Tuesday, February 20, 2007

LETTERS FROM THE FATHER-LAND

Dear Songri,

How are you?, How is your Doxology? I hope you are swimming in the ocean of health. How are all the women over there? I hear they are in plentitude, specifically the American women and they are fiiiiinnnnee. Karibi received your letter and in it you said you were interested in one American girl? Ishi black or ishi white? You know that if you marry Akata woman, papa go Skata you. You marry oyibo and he will totally finish you. Anyway, as your brother, I can only say be careful, you're my boy so I understand. I kind of hinted mama about what you said. She said the important thing is for you to marry for love. Anytime she tries to talk to papa, he says he is open-minded but he wants you to come home and marry. Papa actually thinks that you will marry the pastor's daughter when you come back. He is so naove (that's the word you taught me right?). He doesn't know what Eghosa has being doing with all the boys and men in this town, but mama knows. He may be open-minded but mama is broad-minded. Anyway, I will gist you when you come back.
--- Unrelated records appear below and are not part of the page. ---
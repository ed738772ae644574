//! Local client: the controlling terminal as the primary channel of a
//! managed session.

use bytes::Bytes;
use thiserror::Error;
use tokio::sync::mpsc;

use crate::channel::{channel_pair, ChannelEvent, ChannelId, CloseReason};
use crate::session::{CreateRequest, SessionError, SessionFactory, WriteOutcome};
use crate::terminal::{self, RawModeGuard, TerminalError};

#[derive(Error, Debug)]
pub enum ClientError {
    #[error("session error: {0}")]
    Session(#[from] SessionError),

    #[error("terminal error: {0}")]
    Terminal(#[from] TerminalError),
}

/// Run a session in the foreground until it closes or stdin ends.
///
/// Returns why the session ended from this client's point of view.
pub async fn run_local(factory: &SessionFactory, mut request: CreateRequest) -> Result<CloseReason, ClientError> {
    let (cols, rows) = terminal::terminal_size_or_default();
    request.cols = cols;
    request.rows = rows;

    let session = factory.get_or_create(request).await?;
    let id = session.id().to_string();
    let channel = ChannelId::generate();
    let (sink, mut events) = channel_pair();

    let _raw = RawModeGuard::new()?;
    let ack = factory.attach(&id, channel.clone(), sink)?;
    tracing::debug!(session = %id, primary = ack.primary, replayed = ack.replayed, "attached local terminal");

    // Channel for stdin data from the blocking reader
    let (stdin_tx, mut stdin_rx) = mpsc::channel::<Bytes>(64);
    tokio::task::spawn_blocking(move || {
        use std::io::Read;
        let mut stdin = std::io::stdin();
        let mut buf = [0u8; 4096];
        loop {
            match stdin.read(&mut buf) {
                Ok(0) => break,
                Ok(n) => {
                    if stdin_tx.blocking_send(Bytes::copy_from_slice(&buf[..n])).is_err() {
                        break;
                    }
                }
                Err(e) if e.kind() == std::io::ErrorKind::Interrupted => continue,
                Err(_) => break,
            }
        }
    });

    // Channel for SIGWINCH signals
    let (winch_tx, mut winch_rx) = mpsc::channel::<(u16, u16)>(4);
    tokio::spawn(async move {
        use tokio::signal::unix::{signal, SignalKind};
        let mut sigwinch = match signal(SignalKind::window_change()) {
            Ok(s) => s,
            Err(err) => {
                tracing::debug!(?err, "SIGWINCH handler unavailable");
                return;
            }
        };
        while sigwinch.recv().await.is_some() {
            if let Ok(size) = terminal::terminal_size() {
                if winch_tx.send(size).await.is_err() {
                    break;
                }
            }
        }
    });

    let reason = loop {
        tokio::select! {
            message = events.recv() => {
                let Some(message) = message else {
                    // No sentinel: the engine dropped this terminal for
                    // falling behind on output.
                    tracing::warn!(session = %id, "session stopped sending output to this terminal");
                    break CloseReason::LastChannelDetached;
                };
                match message.event {
                    ChannelEvent::Output(data) => terminal::write_stdout(&data)?,
                    ChannelEvent::Replay(pieces) => {
                        for piece in pieces {
                            terminal::write_stdout(&piece)?;
                        }
                    }
                    ChannelEvent::Blocked { banner, .. } => terminal::write_stdout(banner.as_bytes())?,
                    ChannelEvent::Unblocked => terminal::write_stdout(b"\r\n[input unlocked]\r\n")?,
                    ChannelEvent::Closed(reason) => break reason,
                }
            }

            input = stdin_rx.recv() => {
                let Some(data) = input else {
                    // stdin closed: leave the session to the detach policy.
                    if let Err(err) = factory.detach(&id, &channel).await {
                        tracing::debug!(session = %id, %err, "detach after stdin EOF");
                    }
                    break CloseReason::LastChannelDetached;
                };
                match factory.write(&id, &channel, data).await {
                    Ok(WriteOutcome::Delivered) | Ok(WriteOutcome::Intercepted) => {}
                    Ok(WriteOutcome::Dropped) => tracing::debug!(session = %id, "input dropped, not primary"),
                    Err(SessionError::Closed(_)) => {}
                    Err(err) => tracing::warn!(session = %id, %err, "write failed"),
                }
            }

            Some((cols, rows)) = winch_rx.recv() => {
                if let Err(err) = factory.resize(&id, cols, rows) {
                    tracing::debug!(session = %id, %err, "resize after SIGWINCH");
                }
            }
        }
    };

    tracing::info!(session = %id, %reason, "local session ended");
    Ok(reason)
}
Anyway, the MAIN purpose of this missive is to forward papa's message to you about his mode of transportation which for which I am not provided a key. He says his Daewoo Racer is giving the following problems and he is tired of paying Ikeregbe (Remember the mechanic) to repair them. The booth cannot open with the key, we have to bang it three times before it will open The gear box is not good because he stops too many times in the go slow. Nowadays, the car can only move in reverse. The other day, he almost hit bom-boy while reversing. The right trafficator in the car is no longer working, papa was almost in an accident because of that, so these days, he only makes left turns. So therefore, even though papa said to ask you for money to repair all of these things, I think it will be better if you ship a new car when you are coming this december. At least that way, we have two trafficators and we wont keep going left till we reach Mile 2 or Festac. Oh yeah, make sure it is Automatic - you don't want to send bom-boy's to the hospital. If you can put a remote control booth, that will be excellent. It is difficult to carry a bag or rice, put it down, bang on the booth three times and then carry the bag of rice up again. Please, my back is killing me these days and you don't want to send me to the hospital. And don't forget to add money for fuel or petrol whatever you call it.

By the way, mama said to thank you for all the pails you bought the last time. If you had not bought any pail in this house, we wouldn't be able to fetch water from Mama Alago's house. Sorry I keep forgetting that you Americanas like to call everything differently, I am talking about the buckets in case you have forgotten what we call it here.